Sandor Martínez
- Full name: Sandor Martínez-Breijo
- Country (sports): Cuba
- Born: 21 March 1981 (age 43)
- Plays: Right-handed
- Prize money: $14,022

Singles
- Career record: 4–9 (Davis Cup)
- Highest ranking: No. 1018 (11 Sep 2000)

Doubles
- Career record: 18–8 (Davis Cup)
- Highest ranking: No. 494 (4 Dec 2000)

Medal record
Central American and Caribbean Games
| Gold medal – first place | 1998 Maracaibo | Men's Team |
| Bronze medal – third place | 2006 Cartagena | Men's Doubles |

= Sandor Martínez =

Cuban tennis player

Sandor Martínez-Breijo (born 21 March 1981) is a Cuban former professional tennis player.

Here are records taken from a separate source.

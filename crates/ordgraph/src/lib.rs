#![forbid(unsafe_code)]

//! Value-semantic directed weighted multigraph.
//!
//! `ordgraph` provides [`Graph<N, E>`], an in-memory container of distinct, ordered node values
//! joined by weighted edges. Several edges may connect the same ordered pair of nodes as long as
//! their weights differ. All traversal is deterministic: nodes ascend by value and edges ascend
//! by `(source, destination, weight)`.
//!
//! ```
//! use ordgraph::Graph;
//!
//! let mut g: Graph<i32, String> = Graph::from([1, 2, 3, 4]);
//! g.insert_edge(&1, &2, "a".to_string())?;
//! g.insert_edge(&1, &3, "b".to_string())?;
//! g.insert_edge(&4, &3, "d".to_string())?;
//!
//! assert_eq!(g.weights(&1, &3)?, vec!["b".to_string()]);
//! assert_eq!(g.to_string(), "1 (\n  2 | a\n  3 | b\n)\n2 (\n)\n3 (\n)\n4 (\n  3 | d\n)\n");
//! # Ok::<(), ordgraph::Error>(())
//! ```
//!
//! Operations that require a node to exist return [`Error`]; expected non-mutating outcomes such
//! as duplicate inserts are reported through `bool` or cursor results instead.

pub mod error;
pub mod graph;

pub use error::{Error, Operation, Result};
pub use graph::{Edge, EdgeCursor, Edges, Graph};

pub const VERSION: &str = env!("CARGO_PKG_VERSION");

Martínez holds the Cuban record for the most Davis Cup appearances, featuring in a total of 29 ties between 1998 and 2009. He is the team's most successful doubles player, with 18 wins in doubles rubbers, to go with his four singles wins.

At the 1998 Central American and Caribbean Games, Martínez won a gold medal for Cuba in the team event, alongside Lázaro Navarro and Juan Pino. He also represented Cuba in the 1999 and 2007 editions of the Pan American Games.